**Exercise requirements**. Each line of the entries that mentions the string "delta" needs to be reported.

[Stored data]

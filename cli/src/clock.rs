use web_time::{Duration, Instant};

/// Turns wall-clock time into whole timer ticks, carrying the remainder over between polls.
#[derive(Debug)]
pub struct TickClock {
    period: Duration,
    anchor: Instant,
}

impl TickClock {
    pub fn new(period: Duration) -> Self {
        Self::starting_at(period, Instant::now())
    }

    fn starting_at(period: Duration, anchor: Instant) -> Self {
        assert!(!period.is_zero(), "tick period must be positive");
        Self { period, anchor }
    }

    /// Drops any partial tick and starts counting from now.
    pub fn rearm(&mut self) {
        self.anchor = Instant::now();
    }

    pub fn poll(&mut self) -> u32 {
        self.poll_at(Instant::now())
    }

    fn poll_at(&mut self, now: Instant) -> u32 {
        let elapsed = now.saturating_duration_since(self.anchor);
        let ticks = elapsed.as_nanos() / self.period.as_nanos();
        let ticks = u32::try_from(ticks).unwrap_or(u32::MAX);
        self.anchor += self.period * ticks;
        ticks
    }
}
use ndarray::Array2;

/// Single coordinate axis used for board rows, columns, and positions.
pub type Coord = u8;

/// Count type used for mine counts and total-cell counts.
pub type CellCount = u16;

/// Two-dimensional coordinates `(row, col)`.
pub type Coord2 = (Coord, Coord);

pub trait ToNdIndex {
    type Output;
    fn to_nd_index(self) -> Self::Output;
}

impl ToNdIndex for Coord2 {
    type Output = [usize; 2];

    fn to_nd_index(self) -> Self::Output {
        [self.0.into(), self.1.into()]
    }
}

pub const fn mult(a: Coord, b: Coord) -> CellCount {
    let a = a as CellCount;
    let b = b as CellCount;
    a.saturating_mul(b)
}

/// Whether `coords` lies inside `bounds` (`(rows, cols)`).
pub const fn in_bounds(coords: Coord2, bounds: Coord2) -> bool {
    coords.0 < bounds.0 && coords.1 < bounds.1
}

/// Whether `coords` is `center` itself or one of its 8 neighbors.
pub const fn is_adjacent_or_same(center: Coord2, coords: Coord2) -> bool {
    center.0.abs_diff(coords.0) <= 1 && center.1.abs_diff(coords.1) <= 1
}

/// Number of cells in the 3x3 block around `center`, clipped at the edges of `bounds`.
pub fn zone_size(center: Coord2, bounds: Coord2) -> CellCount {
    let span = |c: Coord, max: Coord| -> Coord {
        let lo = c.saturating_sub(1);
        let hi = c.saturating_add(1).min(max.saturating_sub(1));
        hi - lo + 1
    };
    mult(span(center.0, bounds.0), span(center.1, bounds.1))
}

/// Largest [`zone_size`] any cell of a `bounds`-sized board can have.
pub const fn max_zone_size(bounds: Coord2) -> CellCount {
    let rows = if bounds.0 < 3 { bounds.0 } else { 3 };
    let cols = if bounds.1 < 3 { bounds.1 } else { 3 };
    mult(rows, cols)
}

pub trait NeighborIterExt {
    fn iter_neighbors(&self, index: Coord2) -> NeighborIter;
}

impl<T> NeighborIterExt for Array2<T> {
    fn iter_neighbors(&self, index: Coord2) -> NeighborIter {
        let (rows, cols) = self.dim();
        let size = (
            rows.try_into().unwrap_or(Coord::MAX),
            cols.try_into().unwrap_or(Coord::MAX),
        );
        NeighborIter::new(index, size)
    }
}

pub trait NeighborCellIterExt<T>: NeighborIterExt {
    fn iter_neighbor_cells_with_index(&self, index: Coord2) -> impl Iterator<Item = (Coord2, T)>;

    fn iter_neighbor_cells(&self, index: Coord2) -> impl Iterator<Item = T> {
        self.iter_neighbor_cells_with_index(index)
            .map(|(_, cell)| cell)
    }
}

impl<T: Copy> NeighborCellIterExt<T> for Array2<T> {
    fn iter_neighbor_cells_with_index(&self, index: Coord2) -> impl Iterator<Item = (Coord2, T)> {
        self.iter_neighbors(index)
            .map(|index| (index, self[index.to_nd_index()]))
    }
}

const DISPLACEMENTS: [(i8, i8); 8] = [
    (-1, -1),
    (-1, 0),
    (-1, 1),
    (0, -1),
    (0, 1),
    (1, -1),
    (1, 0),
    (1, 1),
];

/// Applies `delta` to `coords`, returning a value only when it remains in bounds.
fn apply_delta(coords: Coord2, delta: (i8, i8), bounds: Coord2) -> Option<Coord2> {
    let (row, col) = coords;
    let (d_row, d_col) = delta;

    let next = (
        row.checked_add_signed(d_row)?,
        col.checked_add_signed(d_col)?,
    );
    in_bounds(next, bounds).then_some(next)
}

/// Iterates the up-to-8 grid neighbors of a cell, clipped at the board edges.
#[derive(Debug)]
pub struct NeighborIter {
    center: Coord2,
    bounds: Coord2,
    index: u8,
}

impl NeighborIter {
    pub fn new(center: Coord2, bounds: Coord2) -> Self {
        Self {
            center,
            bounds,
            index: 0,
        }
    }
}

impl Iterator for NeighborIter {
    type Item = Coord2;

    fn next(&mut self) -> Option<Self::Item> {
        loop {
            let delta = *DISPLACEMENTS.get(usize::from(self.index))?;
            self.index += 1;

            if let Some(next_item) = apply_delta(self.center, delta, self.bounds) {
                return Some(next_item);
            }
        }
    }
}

...

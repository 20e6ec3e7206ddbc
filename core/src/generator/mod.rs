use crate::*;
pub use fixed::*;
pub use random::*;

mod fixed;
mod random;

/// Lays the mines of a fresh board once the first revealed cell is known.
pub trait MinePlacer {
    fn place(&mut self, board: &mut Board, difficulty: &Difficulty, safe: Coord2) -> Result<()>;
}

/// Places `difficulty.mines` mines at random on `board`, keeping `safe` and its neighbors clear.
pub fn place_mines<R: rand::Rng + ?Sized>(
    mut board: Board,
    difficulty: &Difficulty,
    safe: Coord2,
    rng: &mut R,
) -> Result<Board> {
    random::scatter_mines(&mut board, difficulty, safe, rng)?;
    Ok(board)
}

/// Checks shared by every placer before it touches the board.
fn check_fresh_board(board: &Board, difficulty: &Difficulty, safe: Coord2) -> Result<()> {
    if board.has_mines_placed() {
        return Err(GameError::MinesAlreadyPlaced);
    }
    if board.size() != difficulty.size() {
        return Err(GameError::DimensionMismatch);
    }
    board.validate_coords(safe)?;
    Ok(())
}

**Result**.
/// Applies `delta` to `coords`, returning a value only when it remains in bounds.
fn apply_delta(coords: Coord2, delta: (i8, i8), bounds: Coord2) -> Option<Coord2> {
    let (d_row, d_col) = delta;
            let delta = *DISPLACEMENTS.get(usize::from(self.index))?;
            if let Some(next_item) = apply_delta(self.center, delta, self.bounds) {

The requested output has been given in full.